7.2.3 Preuve de l'effet thérapeutique
Vue d'ensemble
7.2.3 Preuve de l'effet thérapeutique
Sur la preuve de l'effet thérapeutique, la Grande Chambre de recours dans G 2/21 (JO 2023, A85) résume les principes applicables -largement par référence à la jurisprudence antérieure- énonçant ainsi :
La possibilité de recourir à des moyens de preuve publiés ultérieurement est beaucoup plus étroite dans le cadre de la suffisance de l’exposé (art. 83 CBE) que dans le cadre de l’activité inventive (art. 56 CBE). Afin de satisfaire à l’exigence selon laquelle l’invention doit être exposée d’une manière suffisamment claire et complète pour que la personne du métier puisse l’exécuter, la preuve d’un effet thérapeutique revendiqué doit être fournie dans la demande telle qu’elle a été déposée, en particulier si, en l’absence de données expérimentales dans la demande telle qu’elle a été déposée, il ne serait pas crédible pour la personne du métier que l’effet thérapeutique est obtenu. Une lacune à cet égard ne peut être comblée par des moyens de preuve publiés ultérieurement." (G 2/21, point 77 des motifs).

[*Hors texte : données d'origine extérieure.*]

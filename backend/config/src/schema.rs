//! dropcheck configuration schema.
//!
//! Every field is optional on disk; [`crate::apply_all_defaults`] fills the
//! gaps and the accessors below read the effective values.

use serde::{Deserialize, Serialize};

use crate::defaults::{
    DEFAULT_BASE_URL, DEFAULT_BIND, DEFAULT_LOG_LEVEL, DEFAULT_MAX_IMAGES,
    DEFAULT_MAX_UPLOAD_BYTES, DEFAULT_MODEL, DEFAULT_PORT, DEFAULT_PREVIEW_CAPACITY,
};

/// Root configuration.
#[derive(Debug, Clone, Default, Serialize, Deserialize)]
#[serde(rename_all = "camelCase")]
pub struct DropcheckConfig {
    /// Vision model credentials and endpoint
    #[serde(default, skip_serializing_if = "Option::is_none")]
    pub gemini: Option<GeminiConfig>,

    /// HTTP surface
    #[serde(default, skip_serializing_if = "Option::is_none")]
    pub server: Option<ServerConfig>,

    /// Selection limits
    #[serde(default, skip_serializing_if = "Option::is_none")]
    pub intake: Option<IntakeConfig>,

    #[serde(default, skip_serializing_if = "Option::is_none")]
    pub logging: Option<LoggingConfig>,
}

#[derive(Debug, Clone, Default, Serialize, Deserialize)]
#[serde(rename_all = "camelCase")]
pub struct GeminiConfig {
    #[serde(default, skip_serializing_if = "Option::is_none")]
    pub api_key: Option<String>,
    #[serde(default, skip_serializing_if = "Option::is_none")]
    pub model: Option<String>,
    #[serde(default, skip_serializing_if = "Option::is_none")]
    pub base_url: Option<String>,
}

#[derive(Debug, Clone, Default, Serialize, Deserialize)]
#[serde(rename_all = "camelCase")]
pub struct ServerConfig {
    #[serde(default, skip_serializing_if = "Option::is_none")]
    pub bind: Option<String>,
    #[serde(default, skip_serializing_if = "Option::is_none")]
    pub port: Option<u16>,
}

#[derive(Debug, Clone, Default, Serialize, Deserialize)]
#[serde(rename_all = "camelCase")]
pub struct IntakeConfig {
    #[serde(default, skip_serializing_if = "Option::is_none")]
    pub max_images: Option<usize>,
    /// Live previews allowed at once
    #[serde(default, skip_serializing_if = "Option::is_none")]
    pub preview_capacity: Option<usize>,
    /// Cap on one upload request body
    #[serde(default, skip_serializing_if = "Option::is_none")]
    pub max_upload_bytes: Option<usize>,
}

#[derive(Debug, Clone, Default, Serialize, Deserialize)]
#[serde(rename_all = "camelCase")]
pub struct LoggingConfig {
    #[serde(default, skip_serializing_if = "Option::is_none")]
    pub level: Option<String>,
    #[serde(default, skip_serializing_if = "Option::is_none")]
    pub json: Option<bool>,
    /// Directory for rolling NDJSON logs
    #[serde(default, skip_serializing_if = "Option::is_none")]
    pub dir: Option<String>,
}

impl DropcheckConfig {
    /// The credential, if configured and non-blank.
    pub fn api_key(&self) -> Option<&str> {
        self.gemini
            .as_ref()
            .and_then(|g| g.api_key.as_deref())
            .filter(|k| !k.trim().is_empty())
    }

    pub fn model(&self) -> &str {
        self.gemini
            .as_ref()
            .and_then(|g| g.model.as_deref())
            .unwrap_or(DEFAULT_MODEL)
    }

    pub fn base_url(&self) -> &str {
        self.gemini
            .as_ref()
            .and_then(|g| g.base_url.as_deref())
            .unwrap_or(DEFAULT_BASE_URL)
    }

    pub fn bind(&self) -> &str {
        self.server
            .as_ref()
            .and_then(|s| s.bind.as_deref())
            .unwrap_or(DEFAULT_BIND)
    }

    pub fn port(&self) -> u16 {
        self.server.as_ref().and_then(|s| s.port).unwrap_or(DEFAULT_PORT)
    }

    pub fn max_images(&self) -> usize {
        self.intake
            .as_ref()
            .and_then(|i| i.max_images)
            .unwrap_or(DEFAULT_MAX_IMAGES)
    }

    pub fn preview_capacity(&self) -> usize {
        self.intake
            .as_ref()
            .and_then(|i| i.preview_capacity)
            .unwrap_or(DEFAULT_PREVIEW_CAPACITY)
    }

    pub fn max_upload_bytes(&self) -> usize {
        self.intake
            .as_ref()
            .and_then(|i| i.max_upload_bytes)
            .unwrap_or(DEFAULT_MAX_UPLOAD_BYTES)
    }

    pub fn log_level(&self) -> &str {
        self.logging
            .as_ref()
            .and_then(|l| l.level.as_deref())
            .unwrap_or(DEFAULT_LOG_LEVEL)
    }

    pub fn log_json(&self) -> bool {
        self.logging.as_ref().and_then(|l| l.json).unwrap_or(false)
    }

    pub fn log_dir(&self) -> Option<&str> {
        self.logging.as_ref().and_then(|l| l.dir.as_deref())
    }
}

Dans l’affaire T 294/20, la chambre a discuté des conclusions de la décision G 2/21, notamment en rapport avec la question de la preuve et de la mesure dans laquelle G 2/21 confirmait la jurisprudence existante. Abordant la manière dont l’aptitude à peut être déduite du brevet ou de la demande, la chambre a rappelé un passage pertinent de la décision de principe T 609/02 : "iI est nécessaire que… le composé revendiqué ait un effet direct sur un mécanisme métabolique spécifiquement impliqué dans la maladie…". Les requérants s’appuyaient sur la décision T 950/13 pour avancer que de telles informations pouvaient prendre la forme d’un "concept technique plausible". La chambre a toutefois considéré qu’un "concept technique plausible" ne pouvait pas être étendu au point d’inclure une simple hypothèse non étayée par la moindre preuve. Elle a préféré confirmer les principes élaborés dans la décision T 609/02 selon lesquels "il n’est pas toujours nécessaire que les résultats de l’application de la composition revendiquée dans des essais cliniques, ou au moins à des animaux, soient rapportés. Néanmoins, cela ne signifie pas qu’une simple déclaration orale […] suffise pour garantir la suffisance de l’exposé […]. Il est nécessaire que le brevet fournisse quelques informations sous forme, par exemple, de tests expérimentaux, destinées à montrer que le composé revendiqué a un effet direct sur un mécanisme métabolique spécifiquement impliqué dans la maladie, ce mécanisme étant soit connu de l’état de la technique, soit démontré par le brevet en tant que tel" (T 609/02, point 9 des motifs). La chambre a déclaré que la charge de la preuve de l’aptitude incombait au déposant (T 294/20 citant G 1/03 (JO 2004, 413, point 2.5.3 des motifs)). La chambre a déclaré qu’il n’était pas possible de s’acquitter de cette charge ou de la déplacer vers l’OEB ou vers le public en alléguant simplement qu’un effet thérapeutique revendiqué devait être considéré comme démontré dès lors que le contraire n’avait pas été prouvé.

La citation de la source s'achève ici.